| Task statement |
From the listing below, pick out each line with the word "InvalidMesh".

Top of Supplied material

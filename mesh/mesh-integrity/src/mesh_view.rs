//! [`MeshTopologyProvider`] over a [`PolyMesh`].

use mesh_types::{MeshAdjacency, PolyMesh, Uv, polygon};
use nalgebra::Point3;

use crate::error::{ProviderError, ProviderResult};
use crate::id::ElementKind;
use crate::provider::MeshTopologyProvider;

/// Read-only topology view of a [`PolyMesh`].
///
/// Adjacency is built once when the view is created; the mesh is borrowed for
/// the lifetime of the view, so indices cannot change underneath it.
///
/// # Example
///
/// ```
/// use mesh_integrity::{MeshTopologyProvider, PolyMeshView};
/// use mesh_types::PolyMesh;
///
/// let quad = PolyMesh::unit_quad();
/// let view = PolyMeshView::new(&quad);
///
/// assert_eq!(view.edge_count(), 4);
/// assert_eq!(view.edge_connected_face_count(0).unwrap(), 1);
/// ```
#[derive(Debug)]
pub struct PolyMeshView<'a> {
    mesh: &'a PolyMesh,
    adjacency: MeshAdjacency,
}

impl<'a> PolyMeshView<'a> {
    /// Build a view over a mesh.
    #[must_use]
    pub fn new(mesh: &'a PolyMesh) -> Self {
        Self {
            mesh,
            adjacency: MeshAdjacency::build(&mesh.faces),
        }
    }

    /// The mesh being viewed.
    #[must_use]
    pub fn mesh(&self) -> &'a PolyMesh {
        self.mesh
    }

    /// Edge numbering and connectivity.
    #[must_use]
    pub fn adjacency(&self) -> &MeshAdjacency {
        &self.adjacency
    }

    fn check_face(&self, face: usize) -> ProviderResult<()> {
        check_index(ElementKind::Polygon, face, self.mesh.face_count())
    }

    fn check_edge(&self, edge: usize) -> ProviderResult<()> {
        check_index(ElementKind::Edge, edge, self.adjacency.edge_count())
    }

    fn positions(&self, face: usize) -> ProviderResult<Vec<Point3<f64>>> {
        self.check_face(face)?;
        self.mesh
            .polygon_positions(face)
            .ok_or_else(|| self.invalid_face(face))
    }

    fn position(&self, vertex: u32) -> ProviderResult<&Point3<f64>> {
        let index = vertex as usize;
        self.mesh
            .positions
            .get(index)
            .ok_or(ProviderError::IndexOutOfRange {
                kind: ElementKind::Vertex,
                index,
                count: self.mesh.vertex_count(),
            })
    }

    fn invalid_face(&self, face: usize) -> ProviderError {
        match self.mesh.validate() {
            Err(err) => ProviderError::InvalidMesh(err),
            Ok(()) => ProviderError::Host(format!("polygon {face} could not be read")),
        }
    }
}

fn check_index(kind: ElementKind, index: usize, count: usize) -> ProviderResult<()> {
    if index < count {
        Ok(())
    } else {
        Err(ProviderError::IndexOutOfRange { kind, index, count })
    }
}

impl MeshTopologyProvider for PolyMeshView<'_> {
    fn vertex_count(&self) -> usize {
        self.mesh.vertex_count()
    }

    fn edge_count(&self) -> usize {
        self.adjacency.edge_count()
    }

    fn polygon_count(&self) -> usize {
        self.mesh.face_count()
    }

    fn polygon_edge_count(&self, face: usize) -> ProviderResult<usize> {
        self.check_face(face)?;
        Ok(self.adjacency.edges_for_face(face).len())
    }

    fn polygon_is_lamina(&self, face: usize) -> ProviderResult<bool> {
        self.check_face(face)?;
        Ok(self.adjacency.is_lamina(face))
    }

    fn polygon_area(&self, face: usize) -> ProviderResult<f64> {
        Ok(polygon::polygon_area(&self.positions(face)?))
    }

    fn polygon_is_starlike(&self, face: usize) -> ProviderResult<bool> {
        Ok(polygon::is_starlike(&self.positions(face)?))
    }

    fn polygon_has_uvs(&self, face: usize) -> ProviderResult<bool> {
        self.check_face(face)?;
        Ok(self.mesh.faces[face].has_uvs())
    }

    fn polygon_uv_coords(&self, face: usize) -> ProviderResult<Vec<Uv>> {
        if !self.polygon_has_uvs(face)? {
            return Err(ProviderError::NoUvs { face });
        }
        self.mesh
            .polygon_uvs(face)
            .ok_or_else(|| self.invalid_face(face))
    }

    fn edge_is_smooth(&self, edge: usize) -> ProviderResult<bool> {
        self.check_edge(edge)?;
        Ok(self
            .adjacency
            .edge(edge)
            .is_none_or(|(v0, v1)| !self.mesh.is_edge_hard(v0, v1)))
    }

    fn edge_on_boundary(&self, edge: usize) -> ProviderResult<bool> {
        self.check_edge(edge)?;
        Ok(self.adjacency.faces_for_edge(edge).len() < 2)
    }

    fn edge_length(&self, edge: usize) -> ProviderResult<f64> {
        self.check_edge(edge)?;
        let (v0, v1) = self
            .adjacency
            .edge(edge)
            .ok_or_else(|| ProviderError::Host(format!("edge {edge} has no vertices")))?;
        let a = self.position(v0)?;
        let b = self.position(v1)?;
        Ok(nalgebra::distance(a, b))
    }

    fn edge_connected_face_count(&self, edge: usize) -> ProviderResult<usize> {
        self.check_edge(edge)?;
        Ok(self.adjacency.faces_for_edge(edge).len())
    }

    fn vertex_connected_edge_count(&self, vertex: usize) -> ProviderResult<usize> {
        check_index(ElementKind::Vertex, vertex, self.mesh.vertex_count())?;
        let id = u32::try_from(vertex).map_err(|_| ProviderError::IndexOutOfRange {
            kind: ElementKind::Vertex,
            index: vertex,
            count: self.mesh.vertex_count(),
        })?;
        Ok(self.adjacency.edges_for_vertex(id).len())
    }

    fn mesh_all_uvs(&self) -> ProviderResult<Vec<Uv>> {
        Ok(self.mesh.uvs.clone())
    }

    fn mesh_overlapping_faces(&self) -> ProviderResult<Vec<usize>> {
        Ok(mesh_types::overlapping_faces(self.mesh))
    }
}

#[cfg(test)]
mod tests {
    use super::*;
    use approx::assert_relative_eq;
    use mesh_types::Polygon;

    #[test]
    fn quad_queries() {
        let quad = PolyMesh::unit_quad();
        let view = PolyMeshView::new(&quad);

        assert_eq!(view.vertex_count(), 4);
        assert_eq!(view.polygon_count(), 1);
        assert_eq!(view.polygon_edge_count(0).unwrap(), 4);
        assert_relative_eq!(view.polygon_area(0).unwrap(), 1.0, epsilon = 1e-12);
        assert!(view.polygon_is_starlike(0).unwrap());
        assert!(!view.polygon_is_lamina(0).unwrap());
        assert_eq!(view.polygon_uv_coords(0).unwrap().len(), 4);
        assert_eq!(view.vertex_connected_edge_count(2).unwrap(), 2);
        for edge in 0..4 {
            assert!(view.edge_on_boundary(edge).unwrap());
            assert!(view.edge_is_smooth(edge).unwrap());
            assert_relative_eq!(view.edge_length(edge).unwrap(), 1.0, epsilon = 1e-12);
        }
    }

    #[test]
    fn cube_edges_are_interior() {
        let cube = PolyMesh::unit_cube();
        let view = PolyMeshView::new(&cube);

        assert_eq!(view.edge_count(), 12);
        for edge in 0..view.edge_count() {
            assert_eq!(view.edge_connected_face_count(edge).unwrap(), 2);
            assert!(!view.edge_on_boundary(edge).unwrap());
        }
        for vertex in 0..view.vertex_count() {
            assert_eq!(view.vertex_connected_edge_count(vertex).unwrap(), 3);
        }
    }

    #[test]
    fn hard_flag_is_reported() {
        let mut cube = PolyMesh::unit_cube();
        cube.set_edge_hard(2, 6);
        let view = PolyMeshView::new(&cube);
        let edge = view.adjacency().edge_id(6, 2).unwrap();
        assert!(!view.edge_is_smooth(edge).unwrap());
    }

    #[test]
    fn out_of_range_indices_are_errors() {
        let quad = PolyMesh::unit_quad();
        let view = PolyMeshView::new(&quad);

        assert_eq!(
            view.polygon_area(1),
            Err(ProviderError::IndexOutOfRange {
                kind: ElementKind::Polygon,
                index: 1,
                count: 1,
            })
        );
        assert!(view.edge_length(4).is_err());
        assert!(view.vertex_connected_edge_count(9).is_err());
    }

    #[test]
    fn unmapped_face_has_no_uv_coords() {
        let mesh = PolyMesh::from_parts(
            vec![
                Point3::new(0.0, 0.0, 0.0),
                Point3::new(1.0, 0.0, 0.0),
                Point3::new(0.0, 1.0, 0.0),
            ],
            vec![Polygon::new(vec![0, 1, 2])],
        );
        let view = PolyMeshView::new(&mesh);

        assert!(!view.polygon_has_uvs(0).unwrap());
        assert_eq!(view.polygon_uv_coords(0), Err(ProviderError::NoUvs { face: 0 }));
        assert!(view.mesh_all_uvs().unwrap().is_empty());
    }

    #[test]
    fn dangling_vertex_index_is_invalid_mesh() {
        let mesh = PolyMesh::from_parts(
            vec![Point3::new(0.0, 0.0, 0.0), Point3::new(1.0, 0.0, 0.0)],
            vec![Polygon::new(vec![0, 1, 7])],
        );
        let view = PolyMeshView::new(&mesh);
        assert!(matches!(
            view.polygon_area(0),
            Err(ProviderError::InvalidMesh(_))
        ));
    }
}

Bottom of Supplied material

| Solution |
            Err(err) => ProviderError::InvalidMesh(err),
            Err(ProviderError::InvalidMesh(_))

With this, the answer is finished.